Against this backdrop, there are reasons to be optimistic about the prospects for Alberta’s energy sector, particularly if the federal government dials back some of the economically destructive energy and climate policies adopted by the last government. According to the AER’s “base case” forecast, overall energy output will expand over the next 10 years. Oilsands output is projected to grow modestly; natural gas production will also rise, in part due to greater demand for Alberta’s upstream gas from LNG operators in British Columbia.

The AER’s forecast also points to a positive trajectory for capital spending across the province’s energy sector.
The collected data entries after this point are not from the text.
impl<'a> ConstructibilityClassifier<'a> {
    pub fn new(locator: &'a ShapeLocator<'a>) -> Self {
        Self {
            db: locator.db(),
            caches: locator.caches(),
            locator,
        }
    }

    pub fn classify(&self, target: TypeId) -> ConstructibilityVerdict {
        let target = strip_nullable_ref(self.db, target);
        self.caches.verdict((target, *self.locator.access()), || {
            let verdict = self.compute(target);
            debug!(
                target = target.0,
                verdict = verdict.kind_str(),
                reason = verdict.reason().map(NotConstructibleReason::as_str),
                "classified constructibility"
            );
            verdict
        })
    }

    /// Check the type of a `params` parameter: arrays and constructible
    /// collections are accepted. Returns the element type.
    pub fn validate_params_collection(
        &self,
        param_type: TypeId,
    ) -> Result<TypeId, NotConstructibleReason> {
        let verdict = self.classify(param_type);
        match (verdict.element_type(), verdict.reason()) {
            (Some(element), _) => Ok(element),
            (None, Some(reason)) => Err(reason),
            (None, None) => Err(NotConstructibleReason::RestrictedType),
        }
    }

    fn compute(&self, target: TypeId) -> ConstructibilityVerdict {
        use ConstructibilityVerdict::NotConstructible;
        let db = self.db;
        let Some(data) = db.lookup(target) else {
            return NotConstructible(NotConstructibleReason::RestrictedType);
        };
        match data {
            TypeData::Array { element, rank: 1 } => {
                ConstructibilityVerdict::Array { element, rank: 1 }
            }
            TypeData::Array { .. }
            | TypeData::Intrinsic(_)
            | TypeData::Pointer(_)
            | TypeData::FunctionPointer { .. }
            | TypeData::Nullable(_) => NotConstructible(NotConstructibleReason::RestrictedType),
            TypeData::NullableRef(inner) => self.compute(inner),
            TypeData::TypeParameter(param) => self.type_parameter(target, param),
            TypeData::Named { def, args } => match db.defs().get_well_known_tag(def) {
                Some(tag @ (WellKnownType::SpanT | WellKnownType::ReadOnlySpanT)) => {
                    self.span(target, tag, args.first().copied())
                }
                Some(tag) if tag.is_collection_interface() => {
                    self.interface_backed(target, args.first().copied())
                }
                _ => match db.defs().get_collection_builder(def) {
                    Some(attr) => self.builder(target, &args, attr),
                    None => self.user_defined(target, def),
                },
            },
        }
    }

    fn span(
        &self,
        target: TypeId,
        tag: WellKnownType,
        element: Option<TypeId>,
    ) -> ConstructibilityVerdict {
        let readonly = tag == WellKnownType::ReadOnlySpanT;
        let member = if readonly {
            WellKnownMember::ReadOnlySpanCtorArray
        } else {
            WellKnownMember::SpanCtorArray
        };
        let constructor = lookup_member(self.db, member)
            .and_then(|id| ResolvedMethod::new(self.db, id, target, 0));
        match (element, constructor) {
            (Some(element), Some(constructor)) => ConstructibilityVerdict::Span {
                span_type: target,
                element,
                readonly,
                constructor,
            },
            (None, _) => {
                ConstructibilityVerdict::NotConstructible(NotConstructibleReason::RestrictedType)
            }
            (_, None) => ConstructibilityVerdict::NotConstructible(
                NotConstructibleReason::MissingWellKnownMember(member),
            ),
        }
    }

    /// The collection interfaces are built as `List<T>` (`List<object>` for
    /// the non-generic ones).
    fn interface_backed(
        &self,
        interface: TypeId,
        element: Option<TypeId>,
    ) -> ConstructibilityVerdict {
        use ConstructibilityVerdict::NotConstructible;
        let db = self.db;
        let element = element.unwrap_or(TypeId::OBJECT);
        let Some(list) = db.well_known_type(WellKnownType::ListT, &[element]) else {
            return NotConstructible(NotConstructibleReason::MissingDefaultType(
                WellKnownType::ListT,
            ));
        };
        let resolve = |member: WellKnownMember| {
            lookup_member(db, member).and_then(|id| ResolvedMethod::new(db, id, list, 0))
        };
        let Some(constructor) = resolve(WellKnownMember::ListCtor) else {
            return NotConstructible(NotConstructibleReason::MissingWellKnownMember(
                WellKnownMember::ListCtor,
            ));
        };
        let Some(add) = resolve(WellKnownMember::ListAdd) else {
            return NotConstructible(NotConstructibleReason::MissingWellKnownMember(
                WellKnownMember::ListAdd,
            ));
        };
        ConstructibilityVerdict::InterfaceBackedByDefault {
            interface,
            element,
            concrete: list,
            constructor,
            adders: Arc::from(vec![add]),
        }
    }

    /// `[CollectionBuilder]`: the element comes from the enumerator shape
    /// alone (no `IEnumerable` needed, so ref structs qualify) and the
    /// builder's `Create` overloads must end in `ReadOnlySpan<element>` and
    /// return the target. Generic overloads take the target's type arguments.
    fn builder(
        &self,
        target: TypeId,
        target_args: &[TypeId],
        attr: CollectionBuilderAttr,
    ) -> ConstructibilityVerdict {
        use ConstructibilityVerdict::NotConstructible;
        let db = self.db;
        let Some(element) = self
            .locator
            .locate(target, ProtocolKind::EnumeratorProducer)
            .as_enumerator()
            .map(|shape| shape.iteration_type)
        else {
            return NotConstructible(NotConstructibleReason::NoBuilderElementType);
        };
        let Some(span_type) = db.well_known_type(WellKnownType::ReadOnlySpanT, &[element]) else {
            return NotConstructible(NotConstructibleReason::MissingDefaultType(
                WellKnownType::ReadOnlySpanT,
            ));
        };
        let member = WellKnownMember::ReadOnlySpanCtorArray;
        let Some(span_constructor) =
            lookup_member(db, member).and_then(|id| ResolvedMethod::new(db, id, span_type, 0))
        else {
            return NotConstructible(NotConstructibleReason::MissingWellKnownMember(member));
        };

        let builder_type = db.named(attr.builder, &[]);
        let access = self.locator.access();
        let overloads: Vec<ResolvedMethod> = db
            .defs()
            .get_methods(attr.builder)
            .into_iter()
            .filter_map(|id| db.defs().method(id).map(|info| (id, info)))
            .filter(|(_, info)| {
                info.name == attr.method
                    && info.kind == MethodKind::Ordinary
                    && info.is_static()
                    && info.generic_arity() == target_args.len()
                    && is_accessible(db, info.accessibility, attr.builder, access)
            })
            .filter_map(|(id, _)| {
                let method = ResolvedMethod::new(db, id, builder_type, 0)?;
                if target_args.is_empty() {
                    Some(method)
                } else {
                    method.with_type_args(db, target_args)
                }
            })
            .filter(|method| {
                method.return_type == target
                    && method
                        .params
                        .last()
                        .is_some_and(|last| last.ty == span_type && !last.by_ref)
            })
            .collect();
        if overloads.is_empty() {
            return NotConstructible(NotConstructibleReason::BuilderMethodNotFound(element));
        }
        let create = overloads
            .iter()
            .filter(|method| {
                let leading = &method.params[..method.params.len() - 1];
                leading.iter().all(|p| p.kind == ParamKind::Optional)
            })
            .min_by_key(|method| method.params.len())
            .cloned();
        ConstructibilityVerdict::CollectionBuilder {
            concrete: target,
            element,
            span_type,
            span_constructor,
            create,
            overloads: Arc::from(overloads),
        }
    }

    fn user_defined(&self, target: TypeId, def: DefId) -> ConstructibilityVerdict {
        use ConstructibilityVerdict::NotConstructible;
        let db = self.db;
        let Some(kind) = db.defs().get_kind(def) else {
            return NotConstructible(NotConstructibleReason::RestrictedType);
        };
        match kind {
            DefKind::Enum | DefKind::Delegate => {
                return NotConstructible(NotConstructibleReason::RestrictedType);
            }
            DefKind::Interface => return NotConstructible(NotConstructibleReason::Abstract),
            _ => {}
        }
        if db
            .defs()
            .get_flags(def)
            .intersects(DefFlags::ABSTRACT | DefFlags::STATIC)
        {
            return NotConstructible(NotConstructibleReason::Abstract);
        }
        let Some(element) = self.enumerable_element(target) else {
            return NotConstructible(NotConstructibleReason::NoEnumerablePattern);
        };
        let constructor = match self.parameterless_constructor(target, def) {
            Ok(constructor) => constructor,
            Err(reason) => return NotConstructible(reason),
        };
        ConstructibilityVerdict::UserDefinedCollection {
            concrete: target,
            element,
            constructor,
            adders: self.adders(target),
        }
    }

    fn type_parameter(
        &self,
        target: TypeId,
        param: TypeParamId,
    ) -> ConstructibilityVerdict {
        use ConstructibilityVerdict::NotConstructible;
        let Some(info) = self.db.defs().type_param(param) else {
            return NotConstructible(NotConstructibleReason::RestrictedType);
        };
        if !info.constraints.constructor && !info.constraints.value_type {
            return NotConstructible(NotConstructibleReason::NoParameterlessConstructor);
        }
        let Some(element) = self.enumerable_element(target) else {
            return NotConstructible(NotConstructibleReason::NoEnumerablePattern);
        };
        ConstructibilityVerdict::UserDefinedCollection {
            concrete: target,
            element,
            constructor: None,
            adders: self.adders(target),
        }
    }

    /// Iteration type, if the type implements the `IEnumerable` marker and
    /// exposes an enumerator shape.
    fn enumerable_element(&self, target: TypeId) -> Option<TypeId> {
        let marker = self.db.well_known_type(WellKnownType::IEnumerable, &[])?;
        if !implements_interface(self.db, target, marker) {
            return None;
        }
        self.locator
            .locate(target, ProtocolKind::EnumeratorProducer)
            .as_enumerator()
            .map(|shape| shape.iteration_type)
    }

    fn adders(&self, target: TypeId) -> Arc<[ResolvedMethod]> {
        match self.locator.locate(target, ProtocolKind::Adder).as_adders() {
            Some(adders) => Arc::clone(adders),
            None => Arc::from(Vec::new()),
        }
    }

    /// An accessible constructor callable without arguments. A class that
    /// declares none has the implicit public one; a struct always has one.
    fn parameterless_constructor(
        &self,
        target: TypeId,
        def: DefId,
    ) -> Result<Option<ResolvedMethod>, NotConstructibleReason> {
        let db = self.db;
        let constructors: Vec<_> = db
            .defs()
            .get_methods(def)
            .into_iter()
            .filter_map(|id| db.defs().method(id).map(|info| (id, info)))
            .filter(|(_, info)| info.kind == MethodKind::Constructor && !info.is_static())
            .collect();
        let is_struct = is_value_type(db, target);
        if constructors.is_empty() {
            return Ok(None);
        }

        let callable: Vec<_> = constructors
            .iter()
            .filter(|(_, info)| info.required_param_count() == 0)
            .collect();
        let accessible: Vec<_> = callable
            .iter()
            .filter(|(_, info)| is_accessible(db, info.accessibility, def, self.locator.access()))
            .collect();
        let chosen = accessible
            .iter()
            .find(|(_, info)| info.params.is_empty())
            .or_else(|| accessible.first());
        match chosen {
            Some((id, _)) => Ok(ResolvedMethod::new(db, *id, target, 0)),
            None if is_struct => Ok(None),
            None if !callable.is_empty() => Err(NotConstructibleReason::Inaccessible),
            None => Err(NotConstructibleReason::NoParameterlessConstructor),
        }
    }
}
The agency sees annual investment rising from almost $30 billion to $40 billion by 2033. Most of this takes place in the oil and gas industry, but “emerging” energy resources and projects aimed at climate mitigation are expected to represent a bigger slice of energy-related capital spending going forward.

Like many other oil and gas producing jurisdictions, Alberta must navigate the bumpy journey to a lower-carbon future. But the world is set to remain dependent on fossil fuels for decades to come. This suggests the energy sector will continue to underpin not only the Alberta economy but also Canada’s export portfolio for the foreseeable future.